Requirement — Beneath this line are the data; copy exactly the part of them that opens with the line containing "of one cache" and closes with the line containing "if !ui::confirm(&ctx, &prompt, false).await?", and only that part.

─── Working data ───

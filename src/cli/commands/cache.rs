//! Cache command - inspect and clear cache stores

use crate::cache::{CacheNames, CacheStorage, CacheVersion, DiskStorage};
use crate::cli::args::{CacheAction, CacheArgs, OutputFormat};
use crate::config::{Config, ConfigManager};
use crate::error::SwResult;
use crate::ui::{self, UiContext};
use console::style;
use serde::Serialize;

/// Execute the cache command
pub async fn execute(args: CacheArgs, config: &Config) -> SwResult<()> {
    let storage = DiskStorage::open_at(ConfigManager::storage_dir(config)).await?;
    let names = CacheNames::new(
        config.app.cache_prefix.clone(),
        CacheVersion::new(config.app.version.clone()),
    );

    match args.action {
        CacheAction::List { format } => list_caches(&storage, &names, format).await,
        CacheAction::Show { name } => show_cache(&storage, &name).await,
        CacheAction::Clear { stale, yes } => clear_caches(&storage, &names, stale, yes).await,
    }
}

#[derive(Serialize)]
struct CacheSummary {
    name: String,
    entries: usize,
    bytes: u64,
    current: bool,
}

async fn summarize(storage: &DiskStorage, names: &CacheNames) -> SwResult<Vec<CacheSummary>> {
    let mut summaries = Vec::new();
    for name in storage.keys().await? {
        let entries = storage.entry_metadata(&name).await?;
        summaries.push(CacheSummary {
            entries: entries.len(),
            bytes: entries.values().map(|meta| meta.size).sum(),
            current: names.is_current(&name),
            name,
        });
    }
    Ok(summaries)
}

/// List every cache in creation order
async fn list_caches(
    storage: &DiskStorage,
    names: &CacheNames,
    format: OutputFormat,
) -> SwResult<()> {
    let caches = summarize(storage, names).await?;

    if caches.is_empty() && format != OutputFormat::Json {
        println!("No caches found.");
        return Ok(());
    }

    match format {
        OutputFormat::Table => print_cache_table(&caches),
        OutputFormat::Json => println!("{}", serde_json::to_string_pretty(&caches)?),
        OutputFormat::Plain => {
            for cache in &caches {
                println!("{}", cache.name);
            }
        }
    }

    Ok(())
}

fn print_cache_table(caches: &[CacheSummary]) {
    println!("{:<32} {:>8} {:>12} {:<8}", "CACHE", "ENTRIES", "BYTES", "STATE");
    println!("{}", "-".repeat(64));

    for cache in caches {
        let state = if cache.current {
            style("current").green().to_string()
        } else {
            style("stale").yellow().to_string()
        };
        println!(
            "{:<32} {:>8} {:>12} {:<8}",
            cache.name, cache.entries, cache.bytes, state
        );
    }

    println!();
    println!("Total: {} cache(s)", caches.len());
}

/// Show the entries of one cache
async fn show_cache(storage: &DiskStorage, name: &str) -> SwResult<()> {
    let entries = storage.entry_metadata(name).await?;

    println!("{}", style(name).bold());
    if entries.is_empty() {
        println!("  (empty)");
        return Ok(());
    }
    for (key, meta) in &entries {
        println!(
            "  {:<56} {:>4} {:>10}  {}",
            key,
            meta.status,
            meta.size,
            style(meta.stored_at.format("%Y-%m-%d %H:%M:%S")).dim()
        );
    }
    println!();
    println!("Total: {} entr{}", entries.len(), if entries.len() == 1 { "y" } else { "ies" });
    Ok(())
}

/// Delete every cache, or only stale ones
async fn clear_caches(
    storage: &DiskStorage,
    names: &CacheNames,
    stale_only: bool,
    yes: bool,
) -> SwResult<()> {
    let ctx = UiContext::detect().with_auto_yes(yes);
    let all = storage.keys().await?;
    let targets: Vec<String> = if stale_only {
        names.stale(&all).into_iter().cloned().collect()
    } else {
        all
    };

    if targets.is_empty() {
        ui::step_info(&ctx, "No caches to delete");
        return Ok(());
    }

    let prompt = format!("Delete {} cache(s)?", targets.len());
    if !ui::confirm(&ctx, &prompt, false).await? {
        ui::step_warn_hint(&ctx, "Nothing deleted", "Pass --yes to skip the prompt");
        return Ok(());
    }

    let mut deleted = 0;
    for name in &targets {
        if storage.delete(name).await? {
            deleted += 1;
            ui::step_ok_detail(&ctx, "Deleted", name);
        }
    }
    ui::outro_success(&ctx, &format!("Deleted {} cache(s)", deleted));
    Ok(())
}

───

Output —
/// Show the entries of one cache
async fn show_cache(storage: &DiskStorage, name: &str) -> SwResult<()> {
    let entries = storage.entry_metadata(name).await?;

    println!("{}", style(name).bold());
    if entries.is_empty() {
        println!("  (empty)");
        return Ok(());
    }
    for (key, meta) in &entries {
        println!(
            "  {:<56} {:>4} {:>10}  {}",
            key,
            meta.status,
            meta.size,
            style(meta.stored_at.format("%Y-%m-%d %H:%M:%S")).dim()
        );
    }
    println!();
    println!("Total: {} entr{}", entries.len(), if entries.len() == 1 { "y" } else { "ies" });
    Ok(())
}

/// Delete every cache, or only stale ones
async fn clear_caches(
    storage: &DiskStorage,
    names: &CacheNames,
    stale_only: bool,
    yes: bool,
) -> SwResult<()> {
    let ctx = UiContext::detect().with_auto_yes(yes);
    let all = storage.keys().await?;
    let targets: Vec<String> = if stale_only {
        names.stale(&all).into_iter().cloned().collect()
    } else {
        all
    };

    if targets.is_empty() {
        ui::step_info(&ctx, "No caches to delete");
        return Ok(());
    }

    let prompt = format!("Delete {} cache(s)?", targets.len());
    if !ui::confirm(&ctx, &prompt, false).await? {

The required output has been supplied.